Provided data:
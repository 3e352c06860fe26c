//! Logging initialization

/// Initialize env_logger with millisecond timestamps.
///
/// Default filter level is `info`; override with the RUST_LOG environment
/// variable. Calling it again after a logger is installed does nothing.
///
/// # Example
/// ```
/// worldtree::core::logging::init();
/// log::info!("Partition build started");
/// ```
pub fn init() {
    let _ = env_logger::Builder::from_env(
        env_logger::Env::default().default_filter_or("info"),
    )
    .format_timestamp_millis()
    .try_init();
}
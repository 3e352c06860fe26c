use criterion::{criterion_group, criterion_main, Criterion, black_box};

use worldtree::core::DVec3;
use worldtree::export::flatten;
use worldtree::markers::{grid_markers, SamplingConfig};
use worldtree::math::Region;
use worldtree::partition::{collect_bounds, PartitionBuilder, TreeConfig};

/// Clumps of markers on a `side` x `side` level with empty space between.
fn clustered_level(side: f64, clumps: usize, per_clump: usize) -> Vec<DVec3> {
    let mut markers = Vec::with_capacity(clumps * per_clump);
    for c in 0..clumps {
        let cf = c as f64;
        let cx = (cf * 0.618).fract() * side;
        let cy = (cf * 0.414).fract() * side;
        for i in 0..per_clump {
            let t = i as f64;
            markers.push(DVec3::new(
                cx + (t * 2.3).sin() * 60.0,
                cy + (t * 1.7).cos() * 60.0,
                (t * 0.5).sin() * 10.0,
            ));
        }
    }
    markers
}

fn bench_collect_bounds(c: &mut Criterion) {
    let markers = clustered_level(4000.0, 64, 256);

    c.bench_function("collect_bounds_16k", |b| {
        b.iter(|| collect_bounds(black_box(&markers), 20.0));
    });
}

fn bench_build_clustered(c: &mut Criterion) {
    let markers = clustered_level(4000.0, 64, 256);
    let builder = PartitionBuilder::new(&TreeConfig::default()).unwrap();

    c.bench_function("partition_build_clustered_16k", |b| {
        b.iter(|| builder.build(black_box(&markers)));
    });
}

fn bench_build_dense_grid(c: &mut Criterion) {
    let level = Region::new(DVec3::ZERO, DVec3::new(2000.0, 2000.0, 0.0));
    let markers = grid_markers(&[level], &SamplingConfig::default()).unwrap();
    let builder = PartitionBuilder::new(&TreeConfig::default()).unwrap();

    c.bench_function("partition_build_dense_grid_2km", |b| {
        b.iter(|| builder.build(black_box(&markers)));
    });
}

fn bench_flatten(c: &mut Criterion) {
    let markers = clustered_level(4000.0, 64, 256);
    let tree = PartitionBuilder::new(&TreeConfig::default())
        .unwrap()
        .build(&markers)
        .unwrap();

    c.bench_function("flatten_clustered_16k", |b| {
        b.iter(|| flatten(black_box(&tree)));
    });
}

criterion_group!(
    benches,
    bench_collect_bounds,
    bench_build_clustered,
    bench_build_dense_grid,
    bench_flatten,
);
criterion_main!(benches);
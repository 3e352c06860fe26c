//! Core type aliases and re-exports

pub use glam::DVec3;

/// Standard Result type for the crate
pub type Result<T> = std::result::Result<T, crate::core::error::Error>;
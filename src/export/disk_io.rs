//! Tree record persistence: pretty JSON for hand-off to the scene writer and
//! a compact LZ4-compressed archive for caching.

use std::path::Path;

use rkyv::{Archive, Deserialize, Serialize};

use crate::core::{Error, Result};
use super::records::{NodeRecord, SplitRecord, TreeRecords};

/// File extension for compressed record archives
pub const RECORDS_FILE_EXTENSION: &str = "wtr";

/// Serializable node record data.
#[derive(Archive, Deserialize, Serialize)]
struct NodeRecordData {
    child_count: u32,
    parent_offset: i32,
    axis: i32,
    position: f64,
}

/// Serializable tree record data.
#[derive(Archive, Deserialize, Serialize)]
struct TreeRecordsData {
    world_min: [f64; 3],
    world_max: [f64; 3],
    nodes: Vec<NodeRecordData>,
}

/// Write records as pretty JSON, creating parent directories.
pub fn save_json(records: &TreeRecords, path: &Path) -> Result<()> {
    let json = serde_json::to_string_pretty(records)
        .map_err(|e| Error::Format(e.to_string()))?;

    if let Some(parent) = path.parent() {
        std::fs::create_dir_all(parent)?;
    }

    std::fs::write(path, json)?;
    Ok(())
}

/// Read records written by [`save_json`].
pub fn load_json(path: &Path) -> Result<TreeRecords> {
    let json = std::fs::read_to_string(path)?;
    serde_json::from_str(&json).map_err(|e| Error::Format(e.to_string()))
}

/// Serialize records to bytes (uncompressed)
pub fn serialize_records(records: &TreeRecords) -> Result<Vec<u8>> {
    let data = TreeRecordsData {
        world_min: records.world_bounds_minimum,
        world_max: records.world_bounds_maximum,
        nodes: records
            .nodes
            .iter()
            .map(|n| NodeRecordData {
                child_count: n.child_count,
                parent_offset: n.parent_offset,
                axis: n.split.axis,
                position: n.split.position,
            })
            .collect(),
    };

    let bytes = rkyv::to_bytes::<rkyv::rancor::Error>(&data)
        .map_err(|e| Error::Format(e.to_string()))?;

    Ok(bytes.to_vec())
}

/// Deserialize records from bytes (uncompressed)
pub fn deserialize_records(data: &[u8]) -> Result<TreeRecords> {
    // Archive access needs an aligned buffer
    let mut aligned = rkyv::util::AlignedVec::<16>::new();
    aligned.extend_from_slice(data);

    let archived = rkyv::access::<ArchivedTreeRecordsData, rkyv::rancor::Error>(&aligned)
        .map_err(|e| Error::Format(e.to_string()))?;

    let data: TreeRecordsData = rkyv::deserialize::<TreeRecordsData, rkyv::rancor::Error>(archived)
        .map_err(|e| Error::Format(e.to_string()))?;

    Ok(TreeRecords {
        world_bounds_minimum: data.world_min,
        world_bounds_maximum: data.world_max,
        nodes: data
            .nodes
            .into_iter()
            .map(|n| NodeRecord {
                child_count: n.child_count,
                parent_offset: n.parent_offset,
                split: SplitRecord { axis: n.axis, position: n.position },
            })
            .collect(),
    })
}

/// Serialize and compress records using LZ4
pub fn compress_records(records: &TreeRecords) -> Result<Vec<u8>> {
    let serialized = serialize_records(records)?;
    Ok(lz4_flex::compress_prepend_size(&serialized))
}

/// Decompress and deserialize records
pub fn decompress_records(data: &[u8]) -> Result<TreeRecords> {
    let decompressed = lz4_flex::decompress_size_prepended(data)
        .map_err(|e| Error::Format(format!("LZ4 decompression failed: {}", e)))?;
    deserialize_records(&decompressed)
}

/// Save compressed records to disk
pub fn save_compressed(records: &TreeRecords, path: &Path) -> Result<()> {
    if let Some(parent) = path.parent() {
        std::fs::create_dir_all(parent)?;
    }
    std::fs::write(path, compress_records(records)?)?;
    Ok(())
}

/// Load compressed records from disk
pub fn load_compressed(path: &Path) -> Result<TreeRecords> {
    let data = std::fs::read(path)?;
    decompress_records(&data)
}
//! Mathematical utilities and data structures

pub mod grid;
pub mod region;

pub use grid::{any_in_region, point_in_region, snap, snap_vector};
pub use region::{Axis, Region};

Description of the task: The answer must hold exactly the lines of the entries above, from the first line through the line that contains "empty space between.", and no others.

Answer below:
repository 3e352c06860fe26c
//! Logging initialization

/// Initialize env_logger with millisecond timestamps.
///
/// Default filter level is `info`; override with the RUST_LOG environment
/// variable. Calling it again after a logger is installed does nothing.
///
/// # Example
/// ```
/// worldtree::core::logging::init();
/// log::info!("Partition build started");
/// ```
pub fn init() {
    let _ = env_logger::Builder::from_env(
        env_logger::Env::default().default_filter_or("info"),
    )
    .format_timestamp_millis()
    .try_init();
}
repository 3e352c06860fe26c
use criterion::{criterion_group, criterion_main, Criterion, black_box};

use worldtree::core::DVec3;
use worldtree::export::flatten;
use worldtree::markers::{grid_markers, SamplingConfig};
use worldtree::math::Region;
use worldtree::partition::{collect_bounds, PartitionBuilder, TreeConfig};

/// Clumps of markers on a `side` x `side` level with empty space between.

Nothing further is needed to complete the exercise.